TASK INSTRUCTIONS: Count how many lines of the material below have the word "Result" and give only the number.

RECORD EXCERPTS:
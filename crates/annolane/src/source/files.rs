use super::{CnvReader, PrimaryStream, Streams, VariantSource, VcfReader, VepJsonReader};
use crate::error::{Error, Result};
use flate2::read::MultiGzDecoder;
use std::{
    fs::File,
    io::{BufRead, BufReader},
    path::{Path, PathBuf},
};

const GZIP_SUFFIX: &str = ".gz";

/// The files a run reads from.
#[derive(Clone, Debug, PartialEq, Eq)]
pub struct FileInputs {
    /// Primary variants. Must end in `.vcf` or `.vcf.gz`.
    pub vcf: PathBuf,
    /// Pre-computed predictions paired with the VCF records. Must end in
    /// `.json` or `.jsonl`, optionally followed by `.gz`. Without it, every
    /// record goes to the predictor.
    pub vep_json: Option<PathBuf>,
    /// Copy-number variants, read after the VCF records are exhausted. Read
    /// through gzip when the name ends in `.gz`.
    pub cnv: Option<PathBuf>,
}

impl FileInputs {
    /// Checks that every configured file exists and is named as expected.
    ///
    /// # Errors
    ///
    /// Returns [`Error::MissingInput`] or [`Error::BadInputName`] for the
    /// first offending file.
    pub fn validate(&self) -> Result<()> {
        require(&self.vcf, &[".vcf", ".vcf.gz"], ".vcf")?;
        if let Some(path) = &self.vep_json {
            require(path, &[".json", ".jsonl", ".json.gz", ".jsonl.gz"], ".json")?;
        }
        if let Some(path) = &self.cnv {
            require(path, &[], "")?;
        }
        Ok(())
    }
}

fn require(path: &Path, suffixes: &[&str], expected: &'static str) -> Result<()> {
    if !path.is_file() {
        return Err(Error::MissingInput {
            path: path.to_path_buf(),
        });
    }
    let name = path
        .file_name()
        .map(|n| n.to_string_lossy())
        .unwrap_or_default();
    if !suffixes.is_empty() && !suffixes.iter().any(|s| name.ends_with(s)) {
        return Err(Error::BadInputName {
            path: path.to_path_buf(),
            expected,
        });
    }
    Ok(())
}

fn is_gzip(path: &Path) -> bool {
    path.file_name()
        .is_some_and(|n| n.to_string_lossy().ends_with(GZIP_SUFFIX))
}

/// Opens `path` for line reading, decompressing `*.gz` files on the fly.
fn open(path: &Path) -> Result<Box<dyn BufRead + Send>> {
    let file = File::open(path).map_err(|e| Error::Input {
        context: format!("{}: {e}", path.display()),
    })?;
    if is_gzip(path) {
        Ok(Box::new(BufReader::new(MultiGzDecoder::new(file))))
    } else {
        Ok(Box::new(BufReader::new(file)))
    }
}

/// A [`VariantSource`] that re-opens the input files for every lane.
#[derive(Clone, Debug)]
pub struct FileSource {
    inputs: FileInputs,
}

impl FileSource {
    /// # Errors
    ///
    /// Fails if [`FileInputs::validate`] does.
    pub fn new(inputs: FileInputs) -> Result<Self> {
        inputs.validate()?;
        Ok(Self { inputs })
    }

    pub const fn inputs(&self) -> &FileInputs {
        &self.inputs
    }
}

impl VariantSource for FileSource {
    fn open(&self) -> Result<Streams> {
        let vcf = VcfReader::new(open(&self.inputs.vcf)?, self.inputs.vcf.display().to_string());
        let primary: PrimaryStream = match &self.inputs.cnv {
            Some(path) => {
                let cnv = CnvReader::new(open(path)?, path.display().to_string());
                Box::new(vcf.chain(cnv))
            }
            None => Box::new(vcf),
        };

        let secondary = match &self.inputs.vep_json {
            Some(path) => Some(Box::new(VepJsonReader::new(
                open(path)?,
                path.display().to_string(),
            )) as super::SecondaryStream),
            None => None,
        };

        Ok(Streams { primary, secondary })
    }
}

THE ANSWER: 6